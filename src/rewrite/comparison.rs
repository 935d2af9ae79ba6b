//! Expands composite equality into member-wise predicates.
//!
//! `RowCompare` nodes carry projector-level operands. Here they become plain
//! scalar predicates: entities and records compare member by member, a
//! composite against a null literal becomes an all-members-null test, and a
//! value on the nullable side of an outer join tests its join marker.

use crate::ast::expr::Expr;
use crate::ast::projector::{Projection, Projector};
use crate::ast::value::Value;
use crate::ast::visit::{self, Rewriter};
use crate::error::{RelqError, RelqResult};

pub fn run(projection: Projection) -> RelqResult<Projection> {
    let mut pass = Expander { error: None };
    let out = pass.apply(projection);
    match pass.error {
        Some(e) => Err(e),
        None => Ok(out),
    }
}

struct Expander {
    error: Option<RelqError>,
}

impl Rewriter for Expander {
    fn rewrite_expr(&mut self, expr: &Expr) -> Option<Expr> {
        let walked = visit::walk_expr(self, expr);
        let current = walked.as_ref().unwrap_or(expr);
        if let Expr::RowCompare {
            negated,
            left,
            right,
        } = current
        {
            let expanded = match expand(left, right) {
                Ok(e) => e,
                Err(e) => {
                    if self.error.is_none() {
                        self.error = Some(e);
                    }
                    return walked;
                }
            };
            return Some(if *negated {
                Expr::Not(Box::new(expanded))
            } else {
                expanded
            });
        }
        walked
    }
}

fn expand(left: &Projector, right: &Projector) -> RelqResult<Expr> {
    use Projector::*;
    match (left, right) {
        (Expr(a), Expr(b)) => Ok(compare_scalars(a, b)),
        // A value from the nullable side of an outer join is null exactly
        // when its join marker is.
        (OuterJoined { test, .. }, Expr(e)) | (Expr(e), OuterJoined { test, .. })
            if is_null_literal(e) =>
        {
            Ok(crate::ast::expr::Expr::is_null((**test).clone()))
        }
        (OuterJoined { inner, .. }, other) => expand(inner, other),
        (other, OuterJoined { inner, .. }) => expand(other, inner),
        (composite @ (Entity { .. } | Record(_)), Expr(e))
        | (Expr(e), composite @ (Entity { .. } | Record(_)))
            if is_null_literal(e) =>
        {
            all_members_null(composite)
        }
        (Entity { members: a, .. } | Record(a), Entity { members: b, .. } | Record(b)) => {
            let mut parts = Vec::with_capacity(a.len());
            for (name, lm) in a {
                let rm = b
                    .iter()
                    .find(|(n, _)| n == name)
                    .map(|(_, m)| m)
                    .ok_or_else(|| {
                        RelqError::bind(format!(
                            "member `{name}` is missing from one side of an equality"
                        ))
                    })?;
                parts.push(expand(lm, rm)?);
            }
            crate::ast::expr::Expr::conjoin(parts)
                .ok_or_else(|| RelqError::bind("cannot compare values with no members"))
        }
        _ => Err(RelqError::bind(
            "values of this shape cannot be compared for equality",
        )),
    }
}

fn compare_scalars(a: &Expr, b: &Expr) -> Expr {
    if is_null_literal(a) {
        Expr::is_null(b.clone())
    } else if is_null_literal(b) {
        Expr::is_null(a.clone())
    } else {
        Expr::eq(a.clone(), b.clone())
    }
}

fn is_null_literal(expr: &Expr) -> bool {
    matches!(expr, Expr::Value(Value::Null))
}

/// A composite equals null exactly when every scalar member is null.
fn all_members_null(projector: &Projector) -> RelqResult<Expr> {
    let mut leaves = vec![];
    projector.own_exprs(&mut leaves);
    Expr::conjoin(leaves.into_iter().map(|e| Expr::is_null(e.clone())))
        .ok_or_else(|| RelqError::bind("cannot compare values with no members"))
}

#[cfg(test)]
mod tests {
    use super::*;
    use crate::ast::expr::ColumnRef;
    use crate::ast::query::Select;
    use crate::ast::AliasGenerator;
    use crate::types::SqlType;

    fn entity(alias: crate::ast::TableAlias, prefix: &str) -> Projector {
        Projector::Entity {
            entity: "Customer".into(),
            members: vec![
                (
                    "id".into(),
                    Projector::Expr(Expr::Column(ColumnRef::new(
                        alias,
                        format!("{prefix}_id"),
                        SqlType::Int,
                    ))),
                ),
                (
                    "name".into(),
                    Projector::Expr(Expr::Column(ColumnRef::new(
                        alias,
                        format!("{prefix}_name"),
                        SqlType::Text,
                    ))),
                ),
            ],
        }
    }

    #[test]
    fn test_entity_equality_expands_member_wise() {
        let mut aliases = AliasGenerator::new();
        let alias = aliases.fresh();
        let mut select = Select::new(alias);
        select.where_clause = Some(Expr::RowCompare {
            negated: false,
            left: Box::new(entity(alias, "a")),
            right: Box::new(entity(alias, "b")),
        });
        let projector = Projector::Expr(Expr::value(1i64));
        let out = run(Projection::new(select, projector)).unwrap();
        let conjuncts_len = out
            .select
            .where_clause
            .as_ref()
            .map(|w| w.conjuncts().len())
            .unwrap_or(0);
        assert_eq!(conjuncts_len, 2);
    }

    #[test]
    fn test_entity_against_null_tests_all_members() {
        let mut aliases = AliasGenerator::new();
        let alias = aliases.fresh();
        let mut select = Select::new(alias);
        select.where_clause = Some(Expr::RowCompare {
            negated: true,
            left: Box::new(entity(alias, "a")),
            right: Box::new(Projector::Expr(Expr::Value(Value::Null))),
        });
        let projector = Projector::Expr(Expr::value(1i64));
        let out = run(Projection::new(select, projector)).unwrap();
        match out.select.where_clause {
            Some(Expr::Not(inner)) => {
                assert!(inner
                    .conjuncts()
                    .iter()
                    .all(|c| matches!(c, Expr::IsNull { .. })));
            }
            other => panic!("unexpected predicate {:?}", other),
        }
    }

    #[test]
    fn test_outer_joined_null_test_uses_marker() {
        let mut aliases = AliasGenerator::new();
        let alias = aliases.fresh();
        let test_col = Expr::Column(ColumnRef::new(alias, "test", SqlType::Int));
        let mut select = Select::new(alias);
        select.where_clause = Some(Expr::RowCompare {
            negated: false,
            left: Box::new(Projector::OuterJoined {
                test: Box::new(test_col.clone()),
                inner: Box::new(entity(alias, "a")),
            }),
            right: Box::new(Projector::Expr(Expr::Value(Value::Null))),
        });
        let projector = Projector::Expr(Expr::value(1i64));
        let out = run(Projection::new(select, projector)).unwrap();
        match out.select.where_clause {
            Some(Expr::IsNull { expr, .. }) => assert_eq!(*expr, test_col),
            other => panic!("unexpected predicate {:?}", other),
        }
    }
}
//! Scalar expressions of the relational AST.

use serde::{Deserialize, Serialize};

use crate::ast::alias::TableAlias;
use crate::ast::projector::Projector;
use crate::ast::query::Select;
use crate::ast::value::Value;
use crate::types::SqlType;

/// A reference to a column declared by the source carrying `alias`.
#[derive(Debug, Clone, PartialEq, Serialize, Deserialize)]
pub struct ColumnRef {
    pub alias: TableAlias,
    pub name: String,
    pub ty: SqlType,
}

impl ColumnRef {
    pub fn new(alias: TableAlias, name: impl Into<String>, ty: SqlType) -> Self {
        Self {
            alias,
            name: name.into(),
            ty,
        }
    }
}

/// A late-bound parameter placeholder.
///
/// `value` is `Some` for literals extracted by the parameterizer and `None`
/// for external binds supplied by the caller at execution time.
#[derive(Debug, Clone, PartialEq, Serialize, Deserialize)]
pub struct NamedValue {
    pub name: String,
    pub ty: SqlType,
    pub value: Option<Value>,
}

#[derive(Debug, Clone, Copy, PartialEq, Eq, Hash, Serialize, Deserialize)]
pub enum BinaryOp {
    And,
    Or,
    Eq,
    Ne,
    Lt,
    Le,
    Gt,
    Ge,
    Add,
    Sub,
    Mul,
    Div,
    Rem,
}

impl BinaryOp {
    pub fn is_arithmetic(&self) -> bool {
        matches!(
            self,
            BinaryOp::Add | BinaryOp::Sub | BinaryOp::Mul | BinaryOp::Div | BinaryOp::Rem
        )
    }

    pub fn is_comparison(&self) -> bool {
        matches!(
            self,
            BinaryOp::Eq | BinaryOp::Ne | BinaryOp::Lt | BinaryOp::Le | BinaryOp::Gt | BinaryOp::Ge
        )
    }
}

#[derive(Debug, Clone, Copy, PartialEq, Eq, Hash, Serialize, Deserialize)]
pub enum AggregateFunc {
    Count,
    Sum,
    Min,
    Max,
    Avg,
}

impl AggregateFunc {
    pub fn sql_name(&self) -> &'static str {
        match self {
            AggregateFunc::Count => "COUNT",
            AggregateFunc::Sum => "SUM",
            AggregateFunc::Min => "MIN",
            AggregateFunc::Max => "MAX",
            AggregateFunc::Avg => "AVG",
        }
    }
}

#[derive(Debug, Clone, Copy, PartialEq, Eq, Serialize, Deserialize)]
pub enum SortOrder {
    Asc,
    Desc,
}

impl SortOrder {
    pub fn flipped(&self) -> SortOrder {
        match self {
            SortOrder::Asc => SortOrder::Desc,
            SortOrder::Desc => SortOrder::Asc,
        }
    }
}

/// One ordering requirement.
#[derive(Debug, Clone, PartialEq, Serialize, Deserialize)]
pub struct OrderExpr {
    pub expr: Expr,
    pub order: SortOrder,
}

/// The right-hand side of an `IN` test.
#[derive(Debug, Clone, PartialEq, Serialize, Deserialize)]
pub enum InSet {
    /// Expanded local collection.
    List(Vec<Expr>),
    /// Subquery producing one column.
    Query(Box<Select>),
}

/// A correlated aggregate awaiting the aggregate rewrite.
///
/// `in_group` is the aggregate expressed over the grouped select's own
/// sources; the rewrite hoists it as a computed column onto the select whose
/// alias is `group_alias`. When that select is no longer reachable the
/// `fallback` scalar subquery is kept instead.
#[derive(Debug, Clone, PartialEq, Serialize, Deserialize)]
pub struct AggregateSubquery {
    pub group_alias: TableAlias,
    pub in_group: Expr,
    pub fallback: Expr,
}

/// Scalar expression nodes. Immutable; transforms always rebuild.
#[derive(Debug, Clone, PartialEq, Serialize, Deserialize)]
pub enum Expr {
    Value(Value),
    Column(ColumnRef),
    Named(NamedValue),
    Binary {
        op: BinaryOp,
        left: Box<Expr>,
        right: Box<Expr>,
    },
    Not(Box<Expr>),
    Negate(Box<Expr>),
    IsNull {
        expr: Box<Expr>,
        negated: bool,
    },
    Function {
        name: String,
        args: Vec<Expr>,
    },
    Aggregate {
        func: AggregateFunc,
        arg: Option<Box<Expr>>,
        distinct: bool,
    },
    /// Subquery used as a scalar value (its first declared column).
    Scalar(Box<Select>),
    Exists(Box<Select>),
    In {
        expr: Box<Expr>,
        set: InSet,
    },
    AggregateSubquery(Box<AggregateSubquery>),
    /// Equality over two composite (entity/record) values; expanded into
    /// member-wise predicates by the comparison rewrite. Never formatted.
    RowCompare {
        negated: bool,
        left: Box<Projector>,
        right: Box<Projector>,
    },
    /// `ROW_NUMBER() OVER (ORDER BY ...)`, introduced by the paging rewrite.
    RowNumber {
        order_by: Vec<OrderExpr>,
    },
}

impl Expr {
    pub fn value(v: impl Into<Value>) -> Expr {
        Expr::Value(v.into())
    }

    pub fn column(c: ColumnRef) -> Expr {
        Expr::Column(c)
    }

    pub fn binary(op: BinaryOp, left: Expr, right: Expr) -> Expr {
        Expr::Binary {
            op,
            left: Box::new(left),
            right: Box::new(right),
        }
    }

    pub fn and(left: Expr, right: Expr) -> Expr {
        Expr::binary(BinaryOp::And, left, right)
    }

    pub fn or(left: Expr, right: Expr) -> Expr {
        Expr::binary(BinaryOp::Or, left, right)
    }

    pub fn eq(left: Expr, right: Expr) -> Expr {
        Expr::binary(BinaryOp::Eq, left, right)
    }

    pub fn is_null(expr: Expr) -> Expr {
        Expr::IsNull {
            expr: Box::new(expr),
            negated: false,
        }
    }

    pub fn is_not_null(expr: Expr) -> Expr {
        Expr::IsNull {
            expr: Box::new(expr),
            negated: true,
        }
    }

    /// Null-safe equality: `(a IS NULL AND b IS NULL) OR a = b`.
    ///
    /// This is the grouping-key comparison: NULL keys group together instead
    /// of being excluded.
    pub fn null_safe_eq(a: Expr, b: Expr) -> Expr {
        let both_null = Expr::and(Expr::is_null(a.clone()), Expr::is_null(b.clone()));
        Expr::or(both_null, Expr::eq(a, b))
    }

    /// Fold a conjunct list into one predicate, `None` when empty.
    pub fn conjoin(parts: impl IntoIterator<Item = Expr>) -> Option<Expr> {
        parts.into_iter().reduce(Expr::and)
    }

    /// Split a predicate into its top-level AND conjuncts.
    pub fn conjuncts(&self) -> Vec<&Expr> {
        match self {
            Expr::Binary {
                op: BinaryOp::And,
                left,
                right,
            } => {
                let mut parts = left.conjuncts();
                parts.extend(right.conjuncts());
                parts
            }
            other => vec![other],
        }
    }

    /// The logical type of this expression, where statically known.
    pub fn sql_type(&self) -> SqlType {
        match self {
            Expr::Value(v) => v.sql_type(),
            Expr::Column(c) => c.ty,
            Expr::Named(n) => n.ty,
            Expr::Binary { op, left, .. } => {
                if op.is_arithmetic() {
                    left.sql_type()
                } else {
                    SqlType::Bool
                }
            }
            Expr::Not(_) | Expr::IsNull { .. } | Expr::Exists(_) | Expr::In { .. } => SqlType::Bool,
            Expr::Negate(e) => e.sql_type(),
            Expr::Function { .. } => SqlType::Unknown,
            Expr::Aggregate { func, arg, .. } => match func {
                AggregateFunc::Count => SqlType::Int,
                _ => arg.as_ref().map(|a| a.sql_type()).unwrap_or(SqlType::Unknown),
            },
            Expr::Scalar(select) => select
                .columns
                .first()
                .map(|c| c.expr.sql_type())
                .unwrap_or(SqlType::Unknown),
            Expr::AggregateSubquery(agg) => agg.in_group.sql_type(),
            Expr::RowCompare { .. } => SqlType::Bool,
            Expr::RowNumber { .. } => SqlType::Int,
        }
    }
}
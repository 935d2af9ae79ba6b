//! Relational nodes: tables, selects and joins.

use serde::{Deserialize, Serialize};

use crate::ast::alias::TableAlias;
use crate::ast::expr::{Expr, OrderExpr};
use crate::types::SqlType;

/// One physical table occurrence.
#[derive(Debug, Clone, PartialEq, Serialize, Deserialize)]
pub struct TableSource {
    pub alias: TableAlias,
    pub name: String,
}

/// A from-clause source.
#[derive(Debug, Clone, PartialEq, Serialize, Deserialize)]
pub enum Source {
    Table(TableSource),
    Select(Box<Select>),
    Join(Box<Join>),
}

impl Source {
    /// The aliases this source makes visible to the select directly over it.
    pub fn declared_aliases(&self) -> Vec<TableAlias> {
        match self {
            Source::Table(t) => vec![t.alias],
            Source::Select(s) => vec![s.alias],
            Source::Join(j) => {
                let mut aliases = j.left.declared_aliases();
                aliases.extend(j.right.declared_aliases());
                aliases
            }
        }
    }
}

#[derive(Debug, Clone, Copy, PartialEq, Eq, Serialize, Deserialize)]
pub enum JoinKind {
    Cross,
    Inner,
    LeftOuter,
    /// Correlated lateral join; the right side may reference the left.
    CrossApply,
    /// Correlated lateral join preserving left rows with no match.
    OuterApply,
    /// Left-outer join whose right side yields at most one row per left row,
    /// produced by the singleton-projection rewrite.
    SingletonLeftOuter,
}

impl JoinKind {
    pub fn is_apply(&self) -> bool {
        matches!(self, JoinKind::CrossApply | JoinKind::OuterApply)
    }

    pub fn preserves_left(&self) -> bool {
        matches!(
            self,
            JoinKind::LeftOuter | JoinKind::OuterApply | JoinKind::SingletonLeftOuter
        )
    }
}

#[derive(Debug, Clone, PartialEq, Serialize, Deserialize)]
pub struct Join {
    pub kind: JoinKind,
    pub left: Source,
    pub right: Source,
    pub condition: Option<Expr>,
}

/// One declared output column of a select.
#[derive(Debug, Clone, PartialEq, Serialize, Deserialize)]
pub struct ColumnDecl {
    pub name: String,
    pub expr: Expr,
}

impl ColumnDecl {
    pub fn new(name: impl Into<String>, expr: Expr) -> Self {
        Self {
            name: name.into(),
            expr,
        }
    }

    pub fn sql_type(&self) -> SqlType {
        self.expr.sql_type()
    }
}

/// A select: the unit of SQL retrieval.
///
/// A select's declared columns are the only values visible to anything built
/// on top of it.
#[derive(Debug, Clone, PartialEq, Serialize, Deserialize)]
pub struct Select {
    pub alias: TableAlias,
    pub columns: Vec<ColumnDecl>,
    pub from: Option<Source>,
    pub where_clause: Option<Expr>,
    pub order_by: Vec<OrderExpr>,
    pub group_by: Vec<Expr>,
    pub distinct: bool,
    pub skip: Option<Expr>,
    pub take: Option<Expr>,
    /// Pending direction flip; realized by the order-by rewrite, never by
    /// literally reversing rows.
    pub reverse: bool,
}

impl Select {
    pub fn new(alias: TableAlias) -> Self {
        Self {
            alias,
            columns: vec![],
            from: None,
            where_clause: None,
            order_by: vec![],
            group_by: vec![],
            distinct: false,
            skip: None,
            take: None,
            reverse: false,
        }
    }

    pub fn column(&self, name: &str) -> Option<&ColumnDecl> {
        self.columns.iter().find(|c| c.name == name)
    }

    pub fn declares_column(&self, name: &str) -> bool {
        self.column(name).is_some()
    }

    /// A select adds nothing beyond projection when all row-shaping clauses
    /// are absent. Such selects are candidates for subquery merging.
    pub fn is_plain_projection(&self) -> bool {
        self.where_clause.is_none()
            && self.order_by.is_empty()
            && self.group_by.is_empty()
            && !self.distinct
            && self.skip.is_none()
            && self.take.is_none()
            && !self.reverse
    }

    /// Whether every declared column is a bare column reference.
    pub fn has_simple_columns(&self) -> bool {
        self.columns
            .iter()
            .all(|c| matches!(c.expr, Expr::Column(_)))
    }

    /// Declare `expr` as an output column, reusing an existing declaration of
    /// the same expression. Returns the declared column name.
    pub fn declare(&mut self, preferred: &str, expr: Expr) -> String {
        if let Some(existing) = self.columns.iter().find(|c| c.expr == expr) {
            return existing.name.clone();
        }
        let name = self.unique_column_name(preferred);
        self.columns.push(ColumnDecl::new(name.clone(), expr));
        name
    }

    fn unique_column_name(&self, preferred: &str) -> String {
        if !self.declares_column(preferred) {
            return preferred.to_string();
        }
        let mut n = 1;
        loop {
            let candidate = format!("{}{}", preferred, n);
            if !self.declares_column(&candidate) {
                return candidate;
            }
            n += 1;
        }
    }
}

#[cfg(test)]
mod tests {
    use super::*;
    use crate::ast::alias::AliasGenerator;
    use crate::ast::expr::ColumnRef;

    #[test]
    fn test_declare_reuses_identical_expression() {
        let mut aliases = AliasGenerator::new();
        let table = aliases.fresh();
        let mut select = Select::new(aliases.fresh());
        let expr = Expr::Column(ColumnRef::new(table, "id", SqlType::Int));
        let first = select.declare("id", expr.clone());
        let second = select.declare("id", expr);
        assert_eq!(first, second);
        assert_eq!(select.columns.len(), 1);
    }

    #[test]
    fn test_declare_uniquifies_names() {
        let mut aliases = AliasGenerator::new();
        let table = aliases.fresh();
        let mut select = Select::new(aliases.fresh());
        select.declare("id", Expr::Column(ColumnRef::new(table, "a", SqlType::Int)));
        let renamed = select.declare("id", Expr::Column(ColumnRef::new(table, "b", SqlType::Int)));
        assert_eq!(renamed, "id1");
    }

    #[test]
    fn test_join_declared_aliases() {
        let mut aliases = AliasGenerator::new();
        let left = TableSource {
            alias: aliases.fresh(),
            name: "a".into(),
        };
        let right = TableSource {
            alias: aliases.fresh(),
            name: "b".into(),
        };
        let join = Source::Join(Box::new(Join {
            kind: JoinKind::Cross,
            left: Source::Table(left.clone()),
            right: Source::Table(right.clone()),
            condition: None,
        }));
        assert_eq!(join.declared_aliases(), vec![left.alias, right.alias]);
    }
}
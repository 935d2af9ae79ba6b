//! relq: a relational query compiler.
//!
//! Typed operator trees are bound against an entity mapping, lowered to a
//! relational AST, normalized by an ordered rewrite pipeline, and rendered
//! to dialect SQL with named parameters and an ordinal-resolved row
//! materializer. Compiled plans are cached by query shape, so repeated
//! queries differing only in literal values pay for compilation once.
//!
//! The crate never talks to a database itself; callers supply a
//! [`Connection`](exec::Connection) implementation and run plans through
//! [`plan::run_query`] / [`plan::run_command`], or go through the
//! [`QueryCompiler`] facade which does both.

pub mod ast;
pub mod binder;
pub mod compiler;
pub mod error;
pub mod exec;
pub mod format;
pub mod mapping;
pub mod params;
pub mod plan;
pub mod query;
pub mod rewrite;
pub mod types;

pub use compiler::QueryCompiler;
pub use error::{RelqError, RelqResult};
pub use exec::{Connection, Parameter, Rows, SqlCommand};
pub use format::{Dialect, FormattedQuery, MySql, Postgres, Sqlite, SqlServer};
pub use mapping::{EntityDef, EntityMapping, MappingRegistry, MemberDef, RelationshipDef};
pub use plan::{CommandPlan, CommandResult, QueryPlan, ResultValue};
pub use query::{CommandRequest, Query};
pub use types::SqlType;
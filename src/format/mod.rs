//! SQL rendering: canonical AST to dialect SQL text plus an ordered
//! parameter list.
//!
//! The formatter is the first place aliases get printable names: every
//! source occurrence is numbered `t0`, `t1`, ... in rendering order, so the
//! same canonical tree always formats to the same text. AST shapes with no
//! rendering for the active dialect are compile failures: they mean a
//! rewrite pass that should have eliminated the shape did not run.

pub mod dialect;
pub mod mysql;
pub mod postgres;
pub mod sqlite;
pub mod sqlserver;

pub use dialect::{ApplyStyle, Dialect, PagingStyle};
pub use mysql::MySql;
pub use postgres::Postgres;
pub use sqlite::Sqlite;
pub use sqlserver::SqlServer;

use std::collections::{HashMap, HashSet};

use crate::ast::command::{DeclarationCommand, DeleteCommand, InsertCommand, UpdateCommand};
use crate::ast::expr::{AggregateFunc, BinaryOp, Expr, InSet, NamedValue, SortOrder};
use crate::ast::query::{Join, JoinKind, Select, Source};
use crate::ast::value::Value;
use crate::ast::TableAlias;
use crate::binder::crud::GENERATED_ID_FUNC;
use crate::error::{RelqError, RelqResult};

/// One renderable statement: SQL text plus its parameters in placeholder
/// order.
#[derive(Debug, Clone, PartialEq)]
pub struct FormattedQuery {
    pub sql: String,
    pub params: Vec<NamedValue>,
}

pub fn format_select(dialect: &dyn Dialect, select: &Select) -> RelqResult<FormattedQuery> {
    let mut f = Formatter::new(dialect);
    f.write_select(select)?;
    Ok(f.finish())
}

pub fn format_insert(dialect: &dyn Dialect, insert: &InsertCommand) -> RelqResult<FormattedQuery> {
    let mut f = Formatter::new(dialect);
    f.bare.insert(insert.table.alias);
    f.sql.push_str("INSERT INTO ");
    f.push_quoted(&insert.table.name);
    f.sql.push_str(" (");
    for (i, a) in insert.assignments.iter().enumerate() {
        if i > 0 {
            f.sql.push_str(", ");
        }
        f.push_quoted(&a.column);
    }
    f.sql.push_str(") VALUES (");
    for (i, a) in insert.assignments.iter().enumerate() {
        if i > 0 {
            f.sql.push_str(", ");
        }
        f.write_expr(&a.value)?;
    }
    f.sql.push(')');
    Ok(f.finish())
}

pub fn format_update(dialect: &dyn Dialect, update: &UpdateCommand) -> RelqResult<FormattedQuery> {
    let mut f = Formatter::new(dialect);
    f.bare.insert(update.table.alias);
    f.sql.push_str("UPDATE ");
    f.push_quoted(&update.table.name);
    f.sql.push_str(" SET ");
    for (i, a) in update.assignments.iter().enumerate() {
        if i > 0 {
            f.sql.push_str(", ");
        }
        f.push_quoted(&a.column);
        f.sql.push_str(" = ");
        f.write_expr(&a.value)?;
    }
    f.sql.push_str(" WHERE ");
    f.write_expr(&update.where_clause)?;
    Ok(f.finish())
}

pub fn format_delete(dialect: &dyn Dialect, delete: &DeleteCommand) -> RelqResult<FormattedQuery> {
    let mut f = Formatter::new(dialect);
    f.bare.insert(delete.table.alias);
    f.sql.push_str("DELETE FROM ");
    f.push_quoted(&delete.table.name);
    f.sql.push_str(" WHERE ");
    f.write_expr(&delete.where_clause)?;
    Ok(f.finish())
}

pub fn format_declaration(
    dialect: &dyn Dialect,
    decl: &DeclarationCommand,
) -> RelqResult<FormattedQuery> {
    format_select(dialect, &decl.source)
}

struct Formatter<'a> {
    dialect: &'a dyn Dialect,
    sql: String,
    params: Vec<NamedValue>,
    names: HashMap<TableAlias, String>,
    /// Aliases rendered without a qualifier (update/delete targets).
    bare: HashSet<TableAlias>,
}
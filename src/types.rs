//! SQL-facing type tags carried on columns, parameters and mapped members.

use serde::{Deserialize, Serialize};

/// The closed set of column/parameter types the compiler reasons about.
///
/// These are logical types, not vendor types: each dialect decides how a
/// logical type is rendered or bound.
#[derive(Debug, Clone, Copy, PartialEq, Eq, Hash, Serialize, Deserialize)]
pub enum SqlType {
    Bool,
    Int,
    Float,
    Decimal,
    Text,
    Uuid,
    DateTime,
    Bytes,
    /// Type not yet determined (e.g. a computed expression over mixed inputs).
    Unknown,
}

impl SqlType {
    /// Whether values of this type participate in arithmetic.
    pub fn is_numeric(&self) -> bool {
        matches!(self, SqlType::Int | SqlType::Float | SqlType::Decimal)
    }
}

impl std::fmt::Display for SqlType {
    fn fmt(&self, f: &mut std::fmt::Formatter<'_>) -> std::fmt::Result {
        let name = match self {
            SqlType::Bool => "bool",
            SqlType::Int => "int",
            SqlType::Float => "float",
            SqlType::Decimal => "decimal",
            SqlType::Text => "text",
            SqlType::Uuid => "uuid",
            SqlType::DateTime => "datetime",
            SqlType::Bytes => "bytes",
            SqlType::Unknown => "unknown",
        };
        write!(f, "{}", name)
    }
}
***
WHAT THIS TASK INVOLVES => In the material above, find each line containing the word "types" and copy it.

TASK SOLUTION =>
    use crate::types::SqlType;
use crate::types::SqlType;
use crate::types::SqlType;
pub mod types;
pub use types::SqlType;
filename src/types.rs
/// The closed set of column/parameter types the compiler reasons about.
/// These are logical types, not vendor types: each dialect decides how a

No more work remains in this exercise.